Plaintiff claims that defendant breached its obligations under the agreement, the amendment thereto, and the release in the following three ways: (1) by negotiating extensive modifications to the prime contract with HCSB in November 1999 without first notifying plaintiff of the modifications — despite the fact that plaintiffs President, James Durkin, signed those modifications as an amendment on September 28, 2000 (Compl. ¶ 61; Graham Decl. Ex. 8); (2) by failing to include plaintiff in the negotiations with HCSB (Compl. ¶ 64); and (3) by failing to give plaintiff a legal opinion or other written "assurances" that the amendment complied with a recently amended Florida statute. (Compl. ¶ 127).
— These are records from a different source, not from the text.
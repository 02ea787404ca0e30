//! RFC 4226 HOTP: HMAC an 8-byte counter, dynamically truncate, take the
//! low decimal digits.
//!
//! SHA-1 is the default everything interoperates with; SHA-256/512 exist
//! for the RFC 6238 variants some services negotiate.

use hmac::{Hmac, Mac};
use sha1::Sha1;
use sha2::{Sha256, Sha512};

use crate::{Error, Result};

/// HMAC hash function used for code generation.
#[derive(Clone, Copy, Debug, PartialEq, Eq)]
pub enum Algorithm {
    Sha1,
    Sha256,
    Sha512,
}

impl Default for Algorithm {
    fn default() -> Self {
        Algorithm::Sha1
    }
}

impl Algorithm {
    pub fn as_str(&self) -> &'static str {
        match self {
            Algorithm::Sha1 => "SHA1",
            Algorithm::Sha256 => "SHA256",
            Algorithm::Sha512 => "SHA512",
        }
    }
}

/// Computes the HOTP code for `key` at `counter`.
///
/// The counter is encoded as an 8-byte big-endian integer and MACed; the
/// digest is truncated per RFC 4226 section 5.3 and reduced modulo
/// `10^digits`. The result always has exactly `digits` characters,
/// left-padded with `'0'`.
pub fn hotp(key: &[u8], counter: u64, digits: u32, algorithm: Algorithm) -> Result<String> {
    if digits < 1 || digits > 9 {
        return Err(Error::InvalidDigits(digits));
    }

    let counter_bytes = counter.to_be_bytes();
    let digest: Vec<u8> = match algorithm {
        Algorithm::Sha1 => {
            let mut mac = Hmac::<Sha1>::new_from_slice(key)
                .map_err(|_| Error::GenerationFailure("HMAC-SHA1 rejected the key"))?;
            mac.update(&counter_bytes);
            mac.finalize().into_bytes().to_vec()
        }
        Algorithm::Sha256 => {
            let mut mac = Hmac::<Sha256>::new_from_slice(key)
                .map_err(|_| Error::GenerationFailure("HMAC-SHA256 rejected the key"))?;
            mac.update(&counter_bytes);
            mac.finalize().into_bytes().to_vec()
        }
        Algorithm::Sha512 => {
            let mut mac = Hmac::<Sha512>::new_from_slice(key)
                .map_err(|_| Error::GenerationFailure("HMAC-SHA512 rejected the key"))?;
            mac.update(&counter_bytes);
            mac.finalize().into_bytes().to_vec()
        }
    };

    // dynamic truncation: low 4 bits of the last byte locate a 4-byte
    // window; the top bit is masked to keep the value a 31-bit integer
    let offset = (digest[digest.len() - 1] & 0x0f) as usize;
    let bin_code = u32::from_be_bytes([
        digest[offset] & 0x7f,
        digest[offset + 1],
        digest[offset + 2],
        digest[offset + 3],
    ]);

    let code = bin_code % 10u32.pow(digits);
    Ok(format!("{:0width$}", code, width = digits as usize))
}

#[cfg(test)]
mod tests {
    use super::*;

    // RFC 4226 appendix D, secret "12345678901234567890"
    const KEY: &[u8] = b"12345678901234567890";

    #[test]
    fn rfc4226_appendix_d_vectors() {
        let expected = [
            "755224", "287082", "359152", "969429", "338314", "254676", "287922", "162583",
            "399871", "520489",
        ];
        for (counter, want) in expected.iter().enumerate() {
            let code = hotp(KEY, counter as u64, 6, Algorithm::Sha1).unwrap();
            assert_eq!(&code, want, "counter {}", counter);
        }
    }

    #[test]
    fn output_is_exactly_digits_wide() {
        for digits in 1..=9 {
            let code = hotp(KEY, 0, digits, Algorithm::Sha1).unwrap();
            assert_eq!(code.len(), digits as usize);
        }
    }

    #[test]
    fn preserves_leading_zeros() {
        // counter 29 under this key truncates to a value below 10^5
        let key = crate::base32::decode("JBSWY3DPEHPK3PXP").unwrap();
        assert_eq!(hotp(&key, 29, 6, Algorithm::Sha1).unwrap(), "067820");
    }

    #[test]
    fn deterministic() {
        let a = hotp(KEY, 42, 6, Algorithm::Sha1).unwrap();
        let b = hotp(KEY, 42, 6, Algorithm::Sha1).unwrap();
        assert_eq!(a, b);
    }

    #[test]
    fn rejects_unworkable_digits() {
        assert_eq!(hotp(KEY, 0, 0, Algorithm::Sha1), Err(Error::InvalidDigits(0)));
        assert_eq!(hotp(KEY, 0, 10, Algorithm::Sha1), Err(Error::InvalidDigits(10)));
    }
}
Defendant maintains that because all three agreements between the parties contain clear and explicit terms that allocate managerial responsibility and control to defendant, neither plaintiff's nor HCSB's consent was a prerequisite to working directly with HCSB. In fact, defendant points to the fact not only that both plaintiff and HCSB accepted the financial benefits of defendant's efforts, but also that HCSB neither objected to defendant's management nor requested that plaintiff replace defendant in its consulting capacity. (Graham Decl. ¶¶ 18, 22-23).
DISCUSSION
1) Summary Judgment Standard
A motion for summary judgment places the burden on the moving party to establish that no genuine issues of material fact are in dispute and that it is entitled to judgment as a matter of law. Anderson v. Liberty Lobby, Inc., 477 U.S. 242, 256 (1986); Fed.R.Civ.P. 56(c). A dispute regarding a material fact is genuine "`if the evidence is such that a reasonable jury could return a verdict for the nonmoving party.'" Aldrich v. Randolph Cent. Sch. Dist., 963 F.2d 520, 523 (2d Cir. 1992) (quoting Anderson, 477 U.S. at 248, cert. denied, 506 U.S. 965 (1992)). The court resolves all ambiguities and draws all inferences in favor of the nonmoving party in order to determine how a reasonable jury would decide. Aldrich, 963 F.2d at 523. In contract disputes generally, it is well-settled that "`[w]here contract language is ambiguous, the differing interpretations of the contract present a triable issue of fact' and summary judgment is therefore inappropriate.'" Record Club of Am., Inc. v. United Artists Records, Inc., 890 F.2d 1264, 1270-71 (2d Cir. 1989) (citation omitted). However, summary judgment is appropriate if the language of the contract is "unambiguous" with respect to the provision at issue. Bouzo v. Citibank, N.A., 96 F.3d 51, 58 (2d Cir. 1996);Wechsler v. Hunt Health Sys., Ltd., No. 94 Civ. 8294 (PKL), 2002 WL 628633, at *6 (S.D.N.Y. Apr. 18, 2002).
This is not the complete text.